AIM OF THE EXERCISE:
In the entries below, which lines run from the one containing "name -> output" to the one containing "day counts, price"? Copy exactly those lines, ends included, and no others.

(Stored items)
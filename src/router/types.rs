// Route result types shared by model servers, the merger and the orchestrator

use serde::{Deserialize, Serialize};
use serde_json::{Map, Value};
use std::collections::BTreeMap;

/// Open request/response body: field sets vary per deployment
pub type Body = Map<String, Value>;

/// Per-route prediction outcome
///
/// Serialized as `{"id", "model_name", "outputs"}`; `name` and `output`
/// are accepted as aliases when decoding.
#[derive(Debug, Clone, PartialEq, Serialize, Deserialize)]
pub struct RouteResult {
    /// Request identifier shared by all routes of one fan-out
    pub id: String,

    /// Model / source name the merged output is keyed by
    #[serde(rename = "model_name", alias = "name")]
    pub name: String,

    /// Prediction payload (commonly a list of labels or class indices)
    #[serde(rename = "outputs", alias = "output")]
    pub output: Value,
}

impl RouteResult {
    pub fn new(id: impl Into<String>, name: impl Into<String>, output: Value) -> Self {
        Self {
            id: id.into(),
            name: name.into(),
            output,
        }
    }
}

/// Route key -> outcome. Ordered by route key, which fixes the tie-break order.
pub type MergeInput = BTreeMap<String, RouteResult>;

/// Model name -> output
pub type MergedOutput = Map<String, Value>;
//! Cost and time estimation for software projects.
//!
//! A [`PricingEngine`] is built once from a validated pricing document and then
//! turns [`EstimateRequest`]s into day counts, price ranges, phase breakdowns,
//! payment schedules and monthly support costs.

pub mod config;
pub mod domain;
pub mod errors;
pub mod fixtures;
pub mod pricing;

pub use domain::estimate::{Estimate, EstimateResult, PaymentInstallment, PhaseCost, PriceRange};
pub use domain::request::EstimateRequest;
pub use errors::{ConfigurationError, EstimateError};
pub use pricing::configuration::{ConfigurationValidator, PricingConfiguration};
pub use pricing::document::{DocumentError, PricingDocument};
pub use pricing::engine::{estimate, PricingEngine};
pub use pricing::rules::{CompatibilityWarning, WarningKind};
pub use pricing::MultiplierCategory;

ANSWER SECTION:
/// Model name -> output
pub type MergedOutput = Map<String, Value>;
//! Cost and time estimation for software projects.
//!
//! A [`PricingEngine`] is built once from a validated pricing document and then
//! turns [`EstimateRequest`]s into day counts, price ranges, phase breakdowns,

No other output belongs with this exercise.